For the past five months, Harold Camping's Family Radio website had posted on its main page an "explanation" of why the world did not end on May 21 and why it would truly end on Oct. 21. Four days after Camping's failed doomsday date, however, that explanation has been removed, suggesting that Family Radio may be out of the rapture prediction business.
The move comes soon after Brandon Tauszik, a documentarian who has been attending Camping's Oakland, Calif., church for eight months, confirmed with The Christian Post in an exclusive interview that the Bible preacher has informed those close to him that he will effectively retire.

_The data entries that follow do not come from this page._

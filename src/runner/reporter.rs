use crate::runner::types::{RunReport, TestResult, TestSummary};
use crate::utils::format_duration;
use crate::utils::formatter::CONSOLE_SEPARATOR_WIDTH;
use colored::Colorize;
use std::fmt::Write as _;
use std::time::Duration;

// 失败时在控制台展示的捕获输出行数（verbose）
const OUTPUT_TAIL_LINES: usize = 10;

pub struct TestReporter {
    verbose: bool,
}

impl TestReporter {
    pub fn new(verbose: bool) -> Self {
        Self { verbose }
    }

    /// 打印多测试运行开始
    pub fn print_start(&self, total: usize) {
        println!("\nRunning {} tests...", total);
        println!("{}", "=".repeat(CONSOLE_SEPARATOR_WIDTH));
    }

    pub fn print_running(&self, name: &str) {
        println!(" {} Running test: {}", "▶".cyan(), name.bold());
    }

    /// 打印单个测试结果（测试结束后立即调用）
    pub fn print_result(&self, result: &TestResult) {
        if result.success {
            println!(
                " {} {} PASSED in {}",
                "✓".green(),
                result.name,
                format_duration(result.duration)
            );
        } else {
            println!(
                " {} {} FAILED in {}",
                "✗".red(),
                result.name,
                format_duration(result.duration)
            );
            if let Some(error) = &result.error {
                println!("   {}: {}", "Error".red().bold(), error);
            }
            if self.verbose {
                self.print_output_tail(result);
            }
        }

        println!("   Log: {}", result.log_path.display());
        println!();
    }

    /// 因失败提前停止
    pub fn print_halt(&self) {
        println!(
            " {} Stopping test execution due to failure",
            "⚠".yellow()
        );
        println!();
    }

    pub fn print_single_start(&self, name: &str) {
        println!("\nRunning single test: {}", name.bold());
    }

    /// 单测试模式的结果输出
    pub fn print_single_result(&self, result: &TestResult) {
        if result.success {
            println!(
                " {} {} PASSED in {}",
                "✓".green(),
                result.name,
                format_duration(result.duration)
            );
            println!("Test completed successfully!");
        } else {
            println!(
                " {} {} FAILED in {}",
                "✗".red(),
                result.name,
                format_duration(result.duration)
            );
            if self.verbose {
                if let Some(error) = &result.error {
                    println!("{}: {}", "Error".red().bold(), error);
                }
                self.print_output_tail(result);
            }
        }

        println!("Full log: {}", result.log_path.display());
    }

    /// 打印多测试运行的摘要
    pub fn print_summary(&self, report: &RunReport) -> bool {
        let (text, all_passed) = summarize(&report.results, report.overall_duration, self.verbose);
        print!("{}", text);

        if !report.not_run.is_empty() {
            println!(
                "{}: {} ({})",
                "Not run".dimmed(),
                report.not_run.len(),
                report.not_run.join(", ")
            );
            println!();
        }

        all_passed
    }

    fn print_output_tail(&self, result: &TestResult) {
        let lines: Vec<&str> = result.output.lines().collect();
        if lines.is_empty() {
            return;
        }

        let skip = lines.len().saturating_sub(OUTPUT_TAIL_LINES);
        println!("   Last output:");
        for line in &lines[skip..] {
            println!("     {}", line.dimmed());
        }
    }
}

impl Default for TestReporter {
    fn default() -> Self {
        Self::new(false)
    }
}

/// 渲染测试摘要
///
/// 返回 (报告文本, 是否全部通过)。全部通过当且仅当没有失败的结果。
pub fn summarize(results: &[TestResult], overall_duration: Duration, verbose: bool) -> (String, bool) {
    let summary = TestSummary::from_results(results, overall_duration);
    let separator = "=".repeat(CONSOLE_SEPARATOR_WIDTH);
    let mut out = String::new();

    // String 写入不会失败
    let _ = writeln!(out, "{}", separator);
    let _ = writeln!(out, "{}", "TEST SUMMARY".bold());
    let _ = writeln!(out, "{}", separator);

    let _ = writeln!(out, "Total tests: {}", summary.total);
    let _ = writeln!(out, "Passed: {}", summary.passed.len().to_string().green());
    let _ = writeln!(out, "Failed: {}", summary.failed.len().to_string().red());
    let _ = writeln!(out, "Overall time: {}", format_duration(summary.overall_duration));
    let _ = writeln!(out);

    if !summary.passed.is_empty() {
        let _ = writeln!(out, "{} PASSED TESTS:", "✓".green());
        for result in &summary.passed {
            let _ = writeln!(
                out,
                "  • {:<15} ({})",
                result.name,
                format_duration(result.duration)
            );
        }
        let _ = writeln!(out);
    }

    if !summary.failed.is_empty() {
        let _ = writeln!(out, "{} FAILED TESTS:", "✗".red());
        for result in &summary.failed {
            let _ = writeln!(
                out,
                "  • {:<15} ({})",
                result.name,
                format_duration(result.duration)
            );
            if let Some(error) = &result.error {
                let _ = writeln!(out, "    └─ {}", error);
            }
        }
        let _ = writeln!(out);

        if verbose {
            let _ = writeln!(out, "For detailed error information, check the log files:");
            for result in &summary.failed {
                let _ = writeln!(out, "  • {}: {}", result.name, result.log_path.display());
            }
            let _ = writeln!(out);
        }
    }

    let all_passed = summary.all_passed();
    if all_passed {
        let _ = writeln!(out, "{}", "All tests PASSED!".green().bold());
    } else {
        let _ = writeln!(
            out,
            "{}",
            format!("{} test(s) FAILED", summary.failed.len()).red().bold()
        );
    }

    (out, all_passed)
}

#[cfg(test)]
mod tests {
    use super::*;
    use crate::runner::types::RunOutcome;
    use std::path::PathBuf;

    fn result(name: &str, outcome: RunOutcome, millis: u64) -> TestResult {
        TestResult::from_outcome(
            name.to_string(),
            &outcome,
            Duration::from_millis(millis),
            PathBuf::from(format!("/logs/{}.log", name)),
            String::new(),
        )
    }

    #[test]
    fn test_summarize_all_passed() {
        colored::control::set_override(false);
        let results = vec![
            result("ping", RunOutcome::Success, 1250),
            result("uptime", RunOutcome::Success, 500),
        ];

        let (text, all_passed) = summarize(&results, Duration::from_secs(2), false);
        assert!(all_passed);
        assert!(text.contains("Total tests: 2"));
        assert!(text.contains("Passed: 2"));
        assert!(text.contains("Failed: 0"));
        assert!(text.contains("Overall time: 2.00s"));
        assert!(text.contains("ping            (1.25s)"));
        assert!(!text.contains("FAILED TESTS"));
        assert!(text.contains("All tests PASSED!"));
    }

    #[test]
    fn test_summarize_with_failures() {
        colored::control::set_override(false);
        let results = vec![
            result("a", RunOutcome::Success, 100),
            result("b", RunOutcome::FailedWithFault("Error running test b: boom".into()), 200),
            result("c", RunOutcome::FailedWithExitCode(2), 300),
        ];

        let (text, all_passed) = summarize(&results, Duration::from_secs(1), false);
        assert!(!all_passed);
        assert!(text.contains("Passed: 1"));
        assert!(text.contains("Failed: 2"));
        assert!(text.contains("└─ Error running test b: boom"));
        assert!(text.contains("└─ Test exited with code: 2"));
        assert!(text.contains("2 test(s) FAILED"));
        // 非 verbose 模式不列出日志路径
        assert!(!text.contains("/logs/b.log"));

        // 失败列表保持原始顺序
        let b = text.find("  • b").unwrap();
        let c = text.find("  • c").unwrap();
        assert!(b < c);
    }

    #[test]
    fn test_summarize_verbose_lists_failed_logs() {
        colored::control::set_override(false);
        let results = vec![
            result("a", RunOutcome::Success, 100),
            result("b", RunOutcome::TimedOut(Duration::from_secs(5)), 5000),
        ];

        let (text, all_passed) = summarize(&results, Duration::from_secs(6), true);
        assert!(!all_passed);
        assert!(text.contains("check the log files"));
        assert!(text.contains("  • b: /logs/b.log"));
        assert!(!text.contains("/logs/a.log"));
    }

    #[test]
    fn test_summarize_empty_run() {
        colored::control::set_override(false);
        let (text, all_passed) = summarize(&[], Duration::ZERO, false);
        assert!(all_passed);
        assert!(text.contains("Total tests: 0"));
    }
}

Additionally, Tauszik told CP that Camping has changed his views about the possibility that one can know the exact date of the end of the world, a notion that Camping has maintained for at least 20 years; the doomsday prophet made his first public end of the world prediction in 1992, claiming the world would end in 1994.
There has been evidence of a "softer" apocalypse message from Family Radio, with more emphasis placed on perpetual readiness for judgment from God rather than a specific date on a calendar to prepare for.
Recently, a host on the station told listeners, "I know that many of us are deeply disappointed that Christ did not come. And I said something like this back in May, but please try to keep in mind that all of us who are believers, all of us who are Christians, are to live in such a way that we are to pray with the apostle John: 'Come quickly Lord Jesus.'"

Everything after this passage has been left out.